Case study

Research assistant — Emma Haberman

Emma used the skills she gained in her degree to work in lab-based research. She now enjoys collaborating with people who share a common interest

How did you get started in this job?

I originally applied for a PhD position within the lab I currently work in. After being unsuccessful, I enquired about any research assistant positions with the view of gaining experience and making myself a more competitive candidate for when I applied for PhDs again.

What's a typical working day like for you?

I'm responsible for planning my time, including experiments and analysis for a number of different projects, and also finding time for any odd jobs.

On a busy day where I've planned an experiment I'll begin at 7am, and depending on what I'm doing, normally using a flow cytometry (FACS) machine, will finish between 3pm and 6pm.

On a quieter day, I'll arrive at 9.30am (unless we have a lab meeting or journal club), plan my next experiments, finish any outstanding analysis, maybe run a polymerase chain reaction (PCR) and leave at around 6pm.

What projects or research are you currently involved in?

Currently, I'm involved in investigating the importance of a number of signalling mechanisms and transcription factors in the development of thymic epithelial cells, and their subsequent role in the production of a functional T-cell repertoire.

What do you enjoy most about your role?

I enjoy being able to contribute to research in thymus biology - an area of medical science which really interests me. I like the variety of my day-to-day activities, and working with and learning from a group of people who all share a common interest is great.

What are the challenges?

One major challenge has been learning to plan experiments for different projects around each other, and trying to use my time as efficiently as possible. This skill will definitely benefit me in the future. Another challenge has been learning a number of new techniques specific to the lab I'm in, and also using new machines in the lab, such as the FACS machine.

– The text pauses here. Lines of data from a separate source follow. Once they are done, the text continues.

//! Pure client-side transforms over the cached song list.

pub mod paginate;
pub mod sort;

pub use paginate::Paginator;
pub use sort::{sort_songs, SortDirection, SortKey, SortSpec};
use std::cmp::Ordering;

use crate::api::models::Song;

/// Columns the list can be ordered by.
#[derive(Debug, Clone, Copy, PartialEq, Eq)]
pub enum SortKey {
    Title,
    Artist,
    Album,
    Year,
    Duration,
}

impl SortKey {
    pub fn label(self) -> &'static str {
        match self {
            Self::Title => "Song Title",
            Self::Artist => "Artist",
            Self::Album => "Album",
            Self::Year => "Year",
            Self::Duration => "Duration",
        }
    }
}

#[derive(Debug, Clone, Copy, PartialEq, Eq, Default)]
pub enum SortDirection {
    #[default]
    Ascending,
    Descending,
}

impl SortDirection {
    pub fn flipped(self) -> Self {
        match self {
            Self::Ascending => Self::Descending,
            Self::Descending => Self::Ascending,
        }
    }
}

#[derive(Debug, Clone, Copy, PartialEq, Eq)]
pub struct SortSpec {
    pub key: SortKey,
    pub direction: SortDirection,
}

impl Default for SortSpec {
    fn default() -> Self {
        Self {
            key: SortKey::Title,
            direction: SortDirection::Ascending,
        }
    }
}

impl SortSpec {
    /// Header-click semantics: clicking the active column flips its
    /// direction, clicking another column activates it ascending.
    pub fn toggled(self, key: SortKey) -> Self {
        if self.key == key {
            Self {
                key,
                direction: self.direction.flipped(),
            }
        } else {
            Self {
                key,
                direction: SortDirection::Ascending,
            }
        }
    }
}

/// Pure, non-mutating sort over the cached list. Stable, so rows with equal
/// keys keep their server order.
pub fn sort_songs(songs: &[Song], spec: SortSpec) -> Vec<Song> {
    let mut sorted = songs.to_vec();
    sorted.sort_by(|a, b| {
        let ordering = compare_by(a, b, spec.key);
        match spec.direction {
            SortDirection::Ascending => ordering,
            SortDirection::Descending => ordering.reverse(),
        }
    });
    sorted
}

fn compare_by(a: &Song, b: &Song, key: SortKey) -> Ordering {
    match key {
        SortKey::Title => compare_text(&a.title, &b.title),
        SortKey::Artist => compare_text(&a.artist, &b.artist),
        SortKey::Album => compare_text(&a.album, &b.album),
        SortKey::Year => a.year.cmp(&b.year),
        SortKey::Duration => a.duration.cmp(&b.duration),
    }
}

fn compare_text(a: &str, b: &str) -> Ordering {
    a.to_lowercase().cmp(&b.to_lowercase())
}

#[cfg(test)]
mod tests {
    use super::*;
    use pretty_assertions::assert_eq;

    fn song(id: u32, title: &str, artist: &str, year: i32, duration: u32) -> Song {
        Song {
            id,
            title: title.to_string(),
            artist: artist.to_string(),
            album: String::new(),
            year,
            duration,
            ..Song::default()
        }
    }

    #[test]
    fn sorts_years_ascending() {
        let songs = vec![
            song(1, "a", "x", 2001, 100),
            song(2, "b", "y", 1999, 100),
        ];
        let spec = SortSpec {
            key: SortKey::Year,
            direction: SortDirection::Ascending,
        };
        let years: Vec<i32> = sort_songs(&songs, spec).iter().map(|s| s.year).collect();
        assert_eq!(years, vec![1999, 2001]);
    }

    #[test]
    fn descending_reverses_the_order() {
        let songs = vec![
            song(1, "a", "x", 1999, 100),
            song(2, "b", "y", 2001, 100),
            song(3, "c", "z", 1975, 100),
        ];
        let spec = SortSpec {
            key: SortKey::Year,
            direction: SortDirection::Descending,
        };
        let years: Vec<i32> = sort_songs(&songs, spec).iter().map(|s| s.year).collect();
        assert_eq!(years, vec![2001, 1999, 1975]);
    }

    #[test]
    fn equal_keys_keep_server_order() {
        let songs = vec![
            song(1, "First", "Same Artist", 1990, 100),
            song(2, "Second", "Same Artist", 1990, 100),
            song(3, "Third", "Same Artist", 1990, 100),
        ];
        for direction in [SortDirection::Ascending, SortDirection::Descending] {
            let spec = SortSpec {
                key: SortKey::Year,
                direction,
            };
            let ids: Vec<u32> = sort_songs(&songs, spec).iter().map(|s| s.id).collect();
            assert_eq!(ids, vec![1, 2, 3]);
        }
    }

    #[test]
    fn titles_compare_case_insensitively() {
        let songs = vec![
            song(1, "zebra", "x", 2000, 100),
            song(2, "Apple", "y", 2000, 100),
            song(3, "mango", "z", 2000, 100),
        ];
        let titles: Vec<String> = sort_songs(&songs, SortSpec::default())
            .iter()
            .map(|s| s.title.clone())
            .collect();
        assert_eq!(titles, vec!["Apple", "mango", "zebra"]);
    }

    #[test]
    fn toggling_flips_active_column_and_resets_new_ones() {
        let spec = SortSpec::default();
        let flipped = spec.toggled(SortKey::Title);
        assert_eq!(flipped.direction, SortDirection::Descending);

        let switched = flipped.toggled(SortKey::Year);
        assert_eq!(switched.key, SortKey::Year);
        assert_eq!(switched.direction, SortDirection::Ascending);
    }

    #[test]
    fn sort_does_not_mutate_the_input() {
        let songs = vec![
            song(1, "b", "x", 2001, 100),
            song(2, "a", "y", 1999, 100),
        ];
        let _ = sort_songs(&songs, SortSpec::default());
        assert_eq!(songs[0].id, 1);
    }
}
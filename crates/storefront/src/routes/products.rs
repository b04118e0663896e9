//! Catalog route handlers.

use std::sync::Arc;

use axum::{
    Json,
    extract::{Path, State, rejection::PathRejection},
    http::StatusCode,
};

use bazaar_core::api::{CreateProductRequest, DeleteResponse};
use bazaar_core::{Product, ProductId};

use crate::error::{ApiJson, Result};
use crate::middleware::RequireAdmin;
use crate::services::catalog::CatalogService;
use crate::state::AppState;

/// List every product. Public.
pub async fn index(State(state): State<AppState>) -> Result<Json<Arc<[Product]>>> {
    let products = CatalogService::new(state.db(), state.catalog_cache())
        .list()
        .await?;
    Ok(Json(products))
}

/// Add a product.
pub async fn create(
    State(state): State<AppState>,
    RequireAdmin(admin): RequireAdmin,
    ApiJson(request): ApiJson<CreateProductRequest>,
) -> Result<(StatusCode, Json<Product>)> {
    let product = CatalogService::new(state.db(), state.catalog_cache())
        .create(request)
        .await?;
    tracing::info!(product_id = %product.id, admin_id = %admin.id, "Product created");

    Ok((StatusCode::CREATED, Json(product)))
}

/// Remove a product.
pub async fn destroy(
    State(state): State<AppState>,
    RequireAdmin(admin): RequireAdmin,
    id: std::result::Result<Path<ProductId>, PathRejection>,
) -> Result<Json<DeleteResponse>> {
    let Path(id) = id?;
    CatalogService::new(state.db(), state.catalog_cache())
        .delete(id)
        .await?;
    tracing::info!(product_id = %id, admin_id = %admin.id, "Product deleted");

    Ok(Json(DeleteResponse { success: true }))
}
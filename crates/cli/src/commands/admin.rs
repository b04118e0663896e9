//! Admin user management commands.
//!
//! # Usage
//!
//! ```bash
//! bazaar admin create -u owner -p 'a-long-passphrase'
//! ```
//!
//! # Environment Variables
//!
//! - `BAZAAR_DATABASE_URL` - `PostgreSQL` connection string (falls back to
//!   `DATABASE_URL`)

use secrecy::ExposeSecret;
use thiserror::Error;

use bazaar_core::UserId;
use bazaar_storefront::config::MEMORY_DATABASE_URL;
use bazaar_storefront::db::Database;
use bazaar_storefront::services::auth::{AuthError, AuthService};

/// Errors that can occur during admin operations.
#[derive(Debug, Error)]
pub enum AdminError {
    /// Required environment variable is missing.
    #[error("Missing environment variable: {0}")]
    MissingEnvVar(&'static str),

    /// The in-memory store would discard the account on exit.
    #[error("Refusing to create an admin in the in-memory store")]
    MemoryBackend,

    /// Database connection error.
    #[error("Database connection error: {0}")]
    Database(#[from] sqlx::Error),

    /// User already exists.
    #[error("User already exists with username: {0}")]
    UserExists(String),

    /// Username or password rejected.
    #[error("{0}")]
    Auth(AuthError),
}

/// Create a new admin user.
///
/// # Returns
///
/// The ID of the created admin user.
///
/// # Errors
///
/// Returns `AdminError` if the database is unreachable, the username is taken,
/// or the credentials are invalid.
pub async fn create_user(username: &str, password: &str) -> Result<UserId, AdminError> {
    let database_url =
        super::database_url().ok_or(AdminError::MissingEnvVar("BAZAAR_DATABASE_URL"))?;
    if database_url.expose_secret().starts_with(MEMORY_DATABASE_URL) {
        return Err(AdminError::MemoryBackend);
    }

    tracing::info!("Connecting to database...");
    let db = Database::connect(&database_url).await?;

    tracing::info!("Creating admin user: {}", username);
    let user = AuthService::new(&db)
        .create_admin(username, password)
        .await
        .map_err(|e| match e {
            AuthError::UsernameTaken => AdminError::UserExists(username.to_owned()),
            other => AdminError::Auth(other),
        })?;

    tracing::info!(user_id = %user.id, "Admin user created");
    Ok(user.id)
}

How relevant is your degree?

My knowledge of biology and the application of practical techniques came from teaching during my degree. I also feel like I began to think like a scientist during university - a skill which I'm still developing.

Notably, during both my dissertation and elective summer project, I learned the importance of understanding what I'm doing in practical work. It also made me think about the interpretation and presentation of data and how I can use this to tell my scientific 'story'.

How did your degree help you land your job?

Studying both immunology and epigenetics during my final year gave me a better understanding of these fields, which are relevant to my current area of research. Importantly, having practical experience and accompanying references, through my dissertation and elective summer placement, were crucial to this position.

How has your role developed?

I'm involved in a number of projects surrounding thymus biology, and hope to gain both experience and publications through this work.

How could someone else get into your area of work?

Identify an area of interest, and find labs working within that field (use web searches and speak to lecturers - science is a very small world).

Speak to principal investigators (PIs) as soon as possible - email and Skype are very useful tools in meeting these people initially. Don't be afraid to contact PIs and use these opportunities to find out more about their current work, to determine whether you'd be interested in getting involved.

Utilise the people around you for applications and interviews. Both lecturers and the careers service are happy to give advice on things like CVs, cover letters and interview techniques – make the most of it.